¿Se quiere igual a un hijo adoptado? Es ya una pregunta recurrente, de esas que cansa contestar y que a menudo te limitas a decir SI. Pereza a la respuesta, es posible que sea eso. ¿Y todo en función a qué?
Nos han vendido la idea idílica de un amor infinito, inalienable, intransferible hacía los hijos y una pasión frenética por lo genético. Es curioso que nos pasemos media vida acomplejados, con baja autoestima, criticándonos a nosotros mismos por nuestras orejas, nariz, estatura, peso, color de pelo, pecas…
Eso sí, llega la hora de tener hijos y queremos que sea a nuestra imagen y semejanza. Los humanos no dejamos de ser contradictorios.
Recuerdo la primera vez que la vi. Era el primer viaje, y apenas tenía unos meses. Costaba distinguirla entre tantos bebés, todos llorando a la vez, anhelando mimos, llamando la atención de los cinco o seis adultos que allí estábamos. Lloraban al unísono, de cuatro en cuatro al baño y nuevamente al concierto nocturno reclamando la toma de leche.
Era bonita, morena, tierna, un encanto… pero éramos dos perfectas desconocidas. Lo mismo me ocurrió cuando nació mi primera hija. Necesite unos días para ser consciente de que era madre, de que a partir de ese momento era madre, de que mis emociones en la vida serían diferentes, de qué a ese día sería un punto y aparte.
Un encuentro, el primero, del que regresé a España con ganas y ansias de que los trámites se agilizasen, pero en espera de ese amor, de ese vínculo que haríamos a diario.
Siempre había creído que el amor por el hijo era un amor desbordante que te llenaba nada más nacer, nada más tenerle en tus brazos. Sufrí una decepción cuando ese amor era grande, pero no tan inmenso como el que se va tejiendo, día a día, poco a poco, en cada momento…ese amor que algunos trataron de definir con “hoy te quiero más que ayer, y menos que mañana”.
Por eso no me asusté cuando la primera vez que nos encontramos solo me llevé la ternura de un precioso bebé. En nuestro segundo encuentro la intensidad fue mayor.
En mi tercer viaje, de regreso, dejaba allí a mi hija. Y aún ahora me pregunta, como suelen decirme, solo por curiosidad: ¿en verdad se les quiere igual que a lo hijos biológicos?

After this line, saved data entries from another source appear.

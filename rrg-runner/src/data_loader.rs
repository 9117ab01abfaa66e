//! Price loading for the runner.
//!
//! Two sources feed a [`PriceTable`]:
//! 1. A CSV file of closes, either wide (`date,SYM1,SYM2,...`) or long
//!    (`date,symbol,close`)
//! 2. Synthetic random walks, a developer-only mode for running the pipeline
//!    without market data. Runs on synthetic prices are tagged as such.
//!
//! Missing, empty, `NaN` and unparsable cells all load as NaN. The engine
//! treats any such column as incomplete and drops it.

use chrono::{Datelike, NaiveDate};
use rrg_core::data::{align_closes, CloseSeries};
use rrg_core::{DataError, PriceTable};
use std::collections::HashSet;
use std::io::{Read, Write};
use std::path::Path;
use thiserror::Error;

#[derive(Debug, Error)]
pub enum LoadError {
    #[error("read prices file {path}: {source}")]
    Io {
        path: String,
        #[source]
        source: std::io::Error,
    },

    #[error("CSV error: {0}")]
    Csv(#[from] csv::Error),

    #[error("price CSV has no 'date' column")]
    MissingDateColumn,

    #[error("row {row}: cannot parse date '{value}'")]
    BadDate { row: usize, value: String },

    #[error("column '{symbol}' appears more than once")]
    DuplicateHeader { symbol: String },

    #[error("data error: {0}")]
    Data(#[from] DataError),
}

/// Load a price CSV from disk.
pub fn load_prices_csv(path: &Path) -> Result<PriceTable, LoadError> {
    let file = std::fs::File::open(path).map_err(|source| LoadError::Io {
        path: path.display().to_string(),
        source,
    })?;
    let table = parse_prices_csv(file)?;
    tracing::info!(
        path = %path.display(),
        rows = table.len(),
        symbols = table.columns().len(),
        "loaded prices"
    );
    Ok(table)
}

/// Parse closes from CSV. The layout is picked from the header: exactly
/// `date,symbol,close` is long format, anything else with a `date` column is
/// wide format.
pub fn parse_prices_csv<R: Read>(reader: R) -> Result<PriceTable, LoadError> {
    let mut rdr = csv::ReaderBuilder::new()
        .trim(csv::Trim::All)
        .flexible(true)
        .from_reader(reader);
    let headers: Vec<String> = rdr.headers()?.iter().map(str::to_string).collect();

    let lowered: Vec<String> = headers.iter().map(|h| h.to_ascii_lowercase()).collect();
    let date_idx = lowered
        .iter()
        .position(|h| h == "date")
        .ok_or(LoadError::MissingDateColumn)?;

    if lowered.len() == 3 && lowered.contains(&"symbol".into()) && lowered.contains(&"close".into())
    {
        let symbol_idx = lowered.iter().position(|h| h == "symbol").unwrap_or(1);
        let close_idx = lowered.iter().position(|h| h == "close").unwrap_or(2);
        return parse_long(rdr, date_idx, symbol_idx, close_idx);
    }
    parse_wide(rdr, &headers, date_idx)
}

fn parse_wide<R: Read>(
    mut rdr: csv::Reader<R>,
    headers: &[String],
    date_idx: usize,
) -> Result<PriceTable, LoadError> {
    let mut seen = HashSet::new();
    let mut series: Vec<CloseSeries> = Vec::new();
    let mut column_of_field = Vec::with_capacity(headers.len());
    for (i, header) in headers.iter().enumerate() {
        if i == date_idx {
            column_of_field.push(None);
            continue;
        }
        if !seen.insert(header.as_str()) {
            return Err(LoadError::DuplicateHeader {
                symbol: header.clone(),
            });
        }
        column_of_field.push(Some(series.len()));
        series.push((header.clone(), Vec::new()));
    }

    for (row, record) in rdr.records().enumerate() {
        let record = record?;
        let raw_date = record.get(date_idx).unwrap_or("");
        let date = parse_date(raw_date).ok_or_else(|| LoadError::BadDate {
            row: row + 1,
            value: raw_date.to_string(),
        })?;
        for (field, column) in column_of_field.iter().enumerate() {
            if let Some(column) = column {
                let close = parse_close(record.get(field).unwrap_or(""));
                series[*column].1.push((date, close));
            }
        }
    }

    Ok(align_closes(series)?)
}

fn parse_long<R: Read>(
    mut rdr: csv::Reader<R>,
    date_idx: usize,
    symbol_idx: usize,
    close_idx: usize,
) -> Result<PriceTable, LoadError> {
    let mut series: Vec<CloseSeries> = Vec::new();
    for (row, record) in rdr.records().enumerate() {
        let record = record?;
        let raw_date = record.get(date_idx).unwrap_or("");
        let date = parse_date(raw_date).ok_or_else(|| LoadError::BadDate {
            row: row + 1,
            value: raw_date.to_string(),
        })?;
        let symbol = record.get(symbol_idx).unwrap_or("");
        let close = parse_close(record.get(close_idx).unwrap_or(""));
        match series.iter_mut().find(|(s, _)| s == symbol) {
            Some((_, observations)) => observations.push((date, close)),
            None => series.push((symbol.to_string(), vec![(date, close)])),
        }
    }
    Ok(align_closes(series)?)
}

/// `YYYY-MM-DD`, optionally followed by a time component.
fn parse_date(raw: &str) -> Option<NaiveDate> {
    let day = raw.get(..10).unwrap_or(raw);
    NaiveDate::parse_from_str(day, "%Y-%m-%d").ok()
}

fn parse_close(raw: &str) -> f64 {
    raw.parse::<f64>().unwrap_or(f64::NAN)
}

/// Write a table as wide CSV. NaN closes become empty cells; finite closes
/// use the shortest form that parses back to the same `f64`.
pub fn write_prices_csv<W: Write>(table: &PriceTable, writer: W) -> Result<(), LoadError> {
    let mut wtr = csv::Writer::from_writer(writer);

    let mut header = vec!["date".to_string()];
    header.extend(table.symbols().into_iter().map(String::from));
    wtr.write_record(&header)?;

    for (i, date) in table.dates().iter().enumerate() {
        let mut record = vec![date.to_string()];
        for column in table.columns() {
            let close = column.closes[i];
            record.push(if close.is_finite() {
                close.to_string()
            } else {
                String::new()
            });
        }
        wtr.write_record(&record)?;
    }
    wtr.flush().map_err(csv::Error::from)?;
    Ok(())
}

/// Generate synthetic closes for development runs.
///
/// Each symbol gets its own random walk from 100.0, seeded from the symbol
/// name so the same symbol and range always yield the same prices. Weekends
/// are skipped.
pub fn synthetic_prices(
    symbols: &[String],
    start: NaiveDate,
    end: NaiveDate,
) -> Result<PriceTable, LoadError> {
    let series = symbols
        .iter()
        .map(|symbol| (symbol.clone(), synthetic_walk(symbol, start, end)))
        .collect();
    tracing::warn!(
        symbols = symbols.len(),
        %start,
        %end,
        "generating synthetic prices; results are tagged as synthetic"
    );
    Ok(align_closes(series)?)
}

fn synthetic_walk(symbol: &str, start: NaiveDate, end: NaiveDate) -> Vec<(NaiveDate, f64)> {
    use rand::rngs::StdRng;
    use rand::{Rng, SeedableRng};

    let seed: [u8; 32] = *blake3::hash(symbol.as_bytes()).as_bytes();
    let mut rng = StdRng::from_seed(seed);

    // Per-symbol drift so sectors rotate instead of moving in lockstep.
    let drift: f64 = rng.gen_range(-0.0015..0.0015);
    let mut observations = Vec::new();
    let mut price = 100.0_f64;
    let mut current = start;

    while current <= end {
        let weekday = current.weekday();
        if weekday != chrono::Weekday::Sat && weekday != chrono::Weekday::Sun {
            let daily_return: f64 = drift + rng.gen_range(-0.02..0.02);
            price *= 1.0 + daily_return;
            observations.push((current, price));
        }
        current += chrono::Duration::days(1);
    }

    observations
}

#[cfg(test)]
mod tests {
    use super::*;

    fn date(s: &str) -> NaiveDate {
        NaiveDate::parse_from_str(s, "%Y-%m-%d").unwrap()
    }

    #[test]
    fn parses_wide_csv() {
        let csv = "date,^NSEI,^NSEBANK\n\
                   2024-01-05,100.0,50.0\n\
                   2024-01-12,101.5,51.0\n";
        let table = parse_prices_csv(csv.as_bytes()).unwrap();
        assert_eq!(table.dates(), &[date("2024-01-05"), date("2024-01-12")]);
        assert_eq!(table.symbols(), vec!["^NSEI", "^NSEBANK"]);
        assert_eq!(table.closes("^NSEBANK"), Some(&[50.0, 51.0][..]));
    }

    #[test]
    fn missing_and_garbage_cells_are_nan() {
        let csv = "Date,A,B\n2024-01-01,1.0,\n2024-01-02,NaN,x\n2024-01-03,3.0,4.0\n";
        let table = parse_prices_csv(csv.as_bytes()).unwrap();
        let a = table.closes("A").unwrap();
        let b = table.closes("B").unwrap();
        assert!(a[1].is_nan());
        assert!(b[0].is_nan() && b[1].is_nan());
        assert_eq!(b[2], 4.0);
    }

    #[test]
    fn unsorted_rows_are_sorted() {
        let csv = "date,A\n2024-01-03,3\n2024-01-01,1\n2024-01-02,2\n";
        let table = parse_prices_csv(csv.as_bytes()).unwrap();
        assert_eq!(table.closes("A"), Some(&[1.0, 2.0, 3.0][..]));
    }

    #[test]
    fn datetime_values_are_truncated_to_dates() {
        let csv = "date,A\n2024-01-01 00:00:00+05:30,1\n";
        let table = parse_prices_csv(csv.as_bytes()).unwrap();
        assert_eq!(table.dates(), &[date("2024-01-01")]);
    }

    #[test]
    fn parses_long_csv_with_union_of_dates() {
        let csv = "date,symbol,close\n\
                   2024-01-01,SPY,100\n\
                   2024-01-02,SPY,101\n\
                   2024-01-02,XLK,50\n";
        let table = parse_prices_csv(csv.as_bytes()).unwrap();
        assert_eq!(table.len(), 2);
        assert_eq!(table.symbols(), vec!["SPY", "XLK"]);
        assert!(table.closes("XLK").unwrap()[0].is_nan());
    }

    #[test]
    fn missing_date_column_rejected() {
        let err = parse_prices_csv("day,A\n2024-01-01,1\n".as_bytes()).unwrap_err();
        assert!(matches!(err, LoadError::MissingDateColumn));
    }

    #[test]
    fn bad_date_reports_row() {
        let err = parse_prices_csv("date,A\n2024-01-01,1\n01/02/2024,2\n".as_bytes()).unwrap_err();
        match err {
            LoadError::BadDate { row, value } => {
                assert_eq!(row, 2);
                assert_eq!(value, "01/02/2024");
            }
            other => panic!("unexpected error: {other}"),
        }
    }

    #[test]
    fn duplicate_header_rejected() {
        let err = parse_prices_csv("date,A,A\n2024-01-01,1,2\n".as_bytes()).unwrap_err();
        assert!(matches!(err, LoadError::DuplicateHeader { .. }));
    }

    #[test]
    fn write_then_parse_preserves_gaps() {
        let csv = "date,A,B\n2024-01-01,1.0,\n2024-01-02,2.0,3.0\n";
        let table = parse_prices_csv(csv.as_bytes()).unwrap();
        let mut out = Vec::new();
        write_prices_csv(&table, &mut out).unwrap();
        let text = String::from_utf8(out).unwrap();
        assert_eq!(text, "date,A,B\n2024-01-01,1,\n2024-01-02,2,3\n");
    }

    #[test]
    fn synthetic_prices_survive_csv_roundtrip_exactly() {
        let symbols = vec!["SPY".to_string(), "QQQ".to_string()];
        let table = synthetic_prices(&symbols, date("2024-01-01"), date("2024-06-28")).unwrap();
        let mut out = Vec::new();
        write_prices_csv(&table, &mut out).unwrap();
        let back = parse_prices_csv(out.as_slice()).unwrap();
        assert_eq!(back, table);
        assert_eq!(
            rrg_core::fingerprint::dataset_hash(&back),
            rrg_core::fingerprint::dataset_hash(&table)
        );
    }

    #[test]
    fn synthetic_prices_are_deterministic() {
        let symbols = vec!["SPY".to_string(), "QQQ".to_string()];
        let a = synthetic_prices(&symbols, date("2024-01-01"), date("2024-03-31")).unwrap();
        let b = synthetic_prices(&symbols, date("2024-01-01"), date("2024-03-31")).unwrap();
        assert_eq!(a, b);
    }

    #[test]
    fn synthetic_prices_skip_weekends_and_differ_by_symbol() {
        let symbols = vec!["SPY".to_string(), "QQQ".to_string()];
        let table = synthetic_prices(&symbols, date("2024-01-01"), date("2024-01-31")).unwrap();
        // January 2024 has 23 weekdays.
        assert_eq!(table.len(), 23);
        assert!(table
            .dates()
            .iter()
            .all(|d| d.weekday() != chrono::Weekday::Sat && d.weekday() != chrono::Weekday::Sun));
        assert_ne!(table.closes("SPY").unwrap()[0], table.closes("QQQ").unwrap()[0]);
        assert!(table.columns().iter().all(|c| c.is_complete()));
    }
}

Ella no tiene mi genética y ¡hay momentos en que nos parecemos tanto! Yo creí que le daría amor, pero es ella quien me lo ha dado todo. Ella me trajo una nueva forma de ver la vida, una intensidad mayor en cada paso que damos, a los detalles, a los momentos, y poca importancia desde su llegada a lo que siempre nos ha parecido relevante.
Ella me enseñó a ser empática donde tengo que serlo, me entregó su fuerza, su ímpetu y sus armas de guerrera; me enseñó a no perder el tiempo con causas a las que no me llamaron, y no sentirme culpable si prefiero dar mi amor a unos y no a otros; me enseñó a tender la mano a aquellos que la piden y dejar que quienes no creen necesitar sigan su camino.

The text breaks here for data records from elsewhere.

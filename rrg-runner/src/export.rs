//! Reporting and export: JSON, CSV, and Markdown artifacts.
//!
//! - **JSON**: full round-trip serialization of an [`RrgRun`] with schema versioning
//! - **CSV**: one row per tail point, ready for plotting tools
//! - **Markdown**: human-readable summary with quadrant dividers
//!
//! Persisted runs carry a `schema_version`. Newer versions are rejected on load.

use std::path::{Path, PathBuf};

use anyhow::{bail, Context, Result};
use rrg_core::{BenchmarkResolution, RrgOutcome, RrgReport};

use crate::runner::{RrgRun, SCHEMA_VERSION};

// ─── JSON export ────────────────────────────────────────────────────

/// Serialize an `RrgRun` to pretty JSON.
pub fn export_json(run: &RrgRun) -> Result<String> {
    serde_json::to_string_pretty(run).context("failed to serialize RrgRun to JSON")
}

/// Deserialize an `RrgRun` from JSON, rejecting unknown schema versions.
pub fn import_json(json: &str) -> Result<RrgRun> {
    let run: RrgRun =
        serde_json::from_str(json).context("failed to deserialize RrgRun from JSON")?;
    if run.schema_version > SCHEMA_VERSION {
        bail!(
            "unsupported schema version {} (max supported: {})",
            run.schema_version,
            SCHEMA_VERSION
        );
    }
    Ok(run)
}

// ─── CSV export ─────────────────────────────────────────────────────

/// Export every tail point as CSV.
///
/// Columns: name, symbol, position, date, momentum_date, rs_ratio, rs_momentum
pub fn export_tails_csv(report: &RrgReport) -> Result<String> {
    let mut wtr = csv::Writer::from_writer(vec![]);

    wtr.write_record([
        "name",
        "symbol",
        "position",
        "date",
        "momentum_date",
        "rs_ratio",
        "rs_momentum",
    ])?;

    for tail in &report.tails {
        for p in &tail.points {
            wtr.write_record([
                &tail.name,
                &tail.symbol,
                &p.position.to_string(),
                &p.date.to_string(),
                &p.momentum_date.to_string(),
                &format!("{:.6}", p.rs_ratio),
                &format!("{:.6}", p.rs_momentum),
            ])?;
        }
    }

    let data = wtr.into_inner().context("failed to flush CSV writer")?;
    String::from_utf8(data).context("CSV output is not valid UTF-8")
}

// ─── Artifact bundle ────────────────────────────────────────────────

/// Save the artifact set for one run.
///
/// Creates `{run_id prefix}_{timestamp}/` under `output_dir` containing:
/// - `report.json`: the full `RrgRun`
/// - `tails.csv`: tail points (chart outcomes only)
/// - `summary.md`: Markdown summary
///
/// Returns the path to the created directory.
pub fn save_artifacts(run: &RrgRun, output_dir: &Path) -> Result<PathBuf> {
    let prefix = match run.outcome.report() {
        Some(report) => report.fingerprint.run_id().chars().take(12).collect(),
        None => "rrg".to_string(),
    };
    let dirname = format!("{prefix}_{}", chrono::Local::now().format("%Y%m%d_%H%M%S"));
    let run_dir = output_dir.join(dirname);
    std::fs::create_dir_all(&run_dir)
        .with_context(|| format!("failed to create artifact dir: {}", run_dir.display()))?;

    let json = export_json(run)?;
    std::fs::write(run_dir.join("report.json"), &json)?;

    if let Some(report) = run.outcome.report() {
        let tails_csv = export_tails_csv(report)?;
        std::fs::write(run_dir.join("tails.csv"), &tails_csv)?;
    }

    std::fs::write(run_dir.join("summary.md"), render_markdown(run))?;

    tracing::info!(dir = %run_dir.display(), "saved artifacts");
    Ok(run_dir)
}

/// Load an `RrgRun` from an artifact directory's report.json.
pub fn load_artifacts(dir: &Path) -> Result<RrgRun> {
    let path = dir.join("report.json");
    let json = std::fs::read_to_string(&path)
        .with_context(|| format!("failed to read {}", path.display()))?;
    import_json(&json)
}

// ─── Markdown report ────────────────────────────────────────────────

/// Generate a Markdown summary for one run.
pub fn render_markdown(run: &RrgRun) -> String {
    let mut md = String::with_capacity(2048);
    let params = &run.config.params;

    md.push_str("# Relative Rotation Graph\n\n");

    md.push_str("## Run\n\n");
    md.push_str("| Field | Value |\n");
    md.push_str("| --- | --- |\n");
    md.push_str(&format!("| Benchmark | {} |\n", run.config.benchmark));
    md.push_str(&format!("| Timeframe | {} |\n", run.timeframe));
    if let (Some(first), Some(last)) = (run.first_date, run.last_date) {
        md.push_str(&format!("| Period | {first} to {last} |\n"));
    }
    md.push_str(&format!("| Rows | {} |\n", run.rows_used));
    md.push_str(&format!(
        "| Smoothing / Momentum / Tail | {} / {} / {} |\n",
        params.smoothing_period, params.momentum_period, params.tail_length
    ));
    md.push_str(&format!("| Pairing | {} |\n", params.pairing.as_str()));
    if run.has_synthetic {
        md.push_str("| Data | **SYNTHETIC** |\n");
    }
    md.push('\n');

    match &run.outcome {
        RrgOutcome::Chart(report) => render_chart(&mut md, report),
        RrgOutcome::InsufficientData {
            benchmark,
            excluded,
            ..
        } => {
            render_substitution(&mut md, benchmark);
            md.push_str("Not enough data to plot RRG chart with tails.\n\n");
            if !excluded.is_empty() {
                md.push_str(&format!("Excluded: {}\n", excluded.join(", ")));
            }
        }
        RrgOutcome::NoValidData { requested } => {
            md.push_str(&format!(
                "No valid price data for any requested symbol ({}).\n",
                requested.join(", ")
            ));
        }
    }

    md
}

fn render_substitution(md: &mut String, benchmark: &BenchmarkResolution) {
    if benchmark.substituted {
        md.push_str(&format!(
            "> Benchmark {} had no complete data; using {} instead.\n\n",
            benchmark.requested, benchmark.resolved
        ));
    }
}

fn render_chart(md: &mut String, report: &RrgReport) {
    render_substitution(md, &report.benchmark);

    md.push_str("## Instruments\n\n");
    md.push_str("| Name | Symbol | RS-Ratio | RS-Momentum | Quadrant | Heading |\n");
    md.push_str("| --- | --- | ---: | ---: | --- | ---: |\n");
    for tail in &report.tails {
        let Some(latest) = tail.latest() else {
            continue;
        };
        let heading = tail
            .direction
            .map(|d| format!("{:.0}°", d.heading_degrees()))
            .unwrap_or_else(|| "-".into());
        md.push_str(&format!(
            "| {} | {} | {:.2} | {:.4} | {} | {} |\n",
            tail.name, tail.symbol, latest.rs_ratio, latest.rs_momentum, tail.quadrant, heading
        ));
    }
    md.push('\n');

    let s = &report.statistics;
    md.push_str("## Dividers\n\n");
    md.push_str("| Axis | Mean | Min | Max |\n");
    md.push_str("| --- | ---: | ---: | ---: |\n");
    md.push_str(&format!(
        "| RS-Ratio | {:.4} | {:.4} | {:.4} |\n",
        s.x_mean, s.x_min, s.x_max
    ));
    md.push_str(&format!(
        "| RS-Momentum | {:.4} | {:.4} | {:.4} |\n",
        s.y_mean, s.y_min, s.y_max
    ));
    md.push('\n');

    if !report.excluded.is_empty() || !report.dropped.is_empty() {
        md.push_str("## Data Quality\n\n");
        for dropped in &report.dropped {
            md.push_str(&format!("- dropped {} ({:?})\n", dropped.symbol, dropped.reason));
        }
        for name in &report.excluded {
            md.push_str(&format!("- {name}: not enough history for a tail\n"));
        }
        md.push('\n');
    }

    md.push_str(&format!("Run ID: `{}`\n", report.fingerprint.run_id()));
}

Me enseñó sentimientos que jamás pensé que tendría, me abrió las ventanas a un mundo muy diferente, un mundo que jamás pensé que existiría. Y aún me preguntan que si se les quiere igual. Y yo me pregunto si ella me querrá siempre igual. Yo solo la abracé y ella me lo dio todo.
No, no se quiere a los hijos por igual, se les quiere diferente pero con igual intensidad. Cada hijo es una experiencia y llegan en momentos muy diferentes. Cada hijo es un aprendizaje, sobre todo si se les ha buscado intensamente y durante mucho tiempo.
Ni siquiera nosotras somos las mismas con cada hijo, ni nuestros momentos ni nuestras emociones son las mismas. No, no se les quiere igual, se les ama diferente, a cada uno por lo que son y a cada cual se les entrega el mejor amor que una madre o un padre cree que tiene que darle.
Se les cuida diferente, se les apoya diferente, se les entiende diferente, se les escucha diferente, que no es ni mejor ni peor. Y ello tampoco depende de la genética, ni del color, ni de la raza, ni de la personalidad.
Lo que me parece inmensamente extraño es que alguien aún piense que el amor crece con parámetros, con colores, con razas, con sangre, con genes. El amor es amor, y el amor se hace con besos, caricias, abrazos, miradas, comprensión, apoyo, apego….
Cada hijo es un mundo, una experiencia, e indistintamente de cómo hayan llegado a nuestras vidas, ahí estaré, apoyándoles, luchando intensamente con sus problemas, con sus frustraciones, con su personalidad… sin tirar la toalla, hasta verlas caminar solos… y aún así, siempre estaré un paso por detrás, observando cada paso mientras el tiempo me lo permita.